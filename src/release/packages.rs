//! Internal package discovery
//!
//! The package set is read once from the packages directory and then passed
//! around explicitly; nothing else lists the directory again.

use crate::core::error::{ReleaseResult, ResultExt};
use std::collections::BTreeSet;
use std::fs;
use std::path::{Path, PathBuf};

/// The project's own packages, keyed by directory name
#[derive(Debug, Clone, PartialEq, Eq)]
pub struct PackageSet {
  dir: PathBuf,
  names: BTreeSet<String>,
}

impl PackageSet {
  /// List `<dir>/*` directories that hold a `package.json`
  ///
  /// A missing directory yields an empty set (single-package repositories).
  pub fn discover(dir: &Path) -> ReleaseResult<Self> {
    let mut names = BTreeSet::new();

    if dir.is_dir() {
      let entries = fs::read_dir(dir).with_context(|| format!("Failed to list {}", dir.display()))?;
      for entry in entries {
        let entry = entry.with_context(|| format!("Failed to list {}", dir.display()))?;
        let path = entry.path();
        if !path.join("package.json").is_file() {
          continue;
        }
        if let Some(name) = path.file_name().and_then(|n| n.to_str()) {
          names.insert(name.to_string());
        }
      }
    }

    Ok(Self {
      dir: dir.to_path_buf(),
      names,
    })
  }

  #[cfg(test)]
  pub fn from_names<I, S>(dir: &Path, names: I) -> Self
  where
    I: IntoIterator<Item = S>,
    S: Into<String>,
  {
    Self {
      dir: dir.to_path_buf(),
      names: names.into_iter().map(Into::into).collect(),
    }
  }

  pub fn contains(&self, name: &str) -> bool {
    self.names.contains(name)
  }

  pub fn len(&self) -> usize {
    self.names.len()
  }

  pub fn is_empty(&self) -> bool {
    self.names.is_empty()
  }

  /// Package names in sorted order
  pub fn names(&self) -> impl Iterator<Item = &str> {
    self.names.iter().map(String::as_str)
  }

  pub fn manifest_path(&self, name: &str) -> PathBuf {
    self.dir.join(name).join("package.json")
  }
}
☆ ☆ ☆
### Goal of the exercise
Taking the line that contains "self.names.len()" as the first and the last line of the material as the final one, transcribe that span exactly and include nothing else.

### Answer box
    self.names.len()
  }

  pub fn is_empty(&self) -> bool {
    self.names.is_empty()
  }

  /// Package names in sorted order
  pub fn names(&self) -> impl Iterator<Item = &str> {
    self.names.iter().map(String::as_str)
  }

  pub fn manifest_path(&self, name: &str) -> PathBuf {
    self.dir.join(name).join("package.json")
  }
}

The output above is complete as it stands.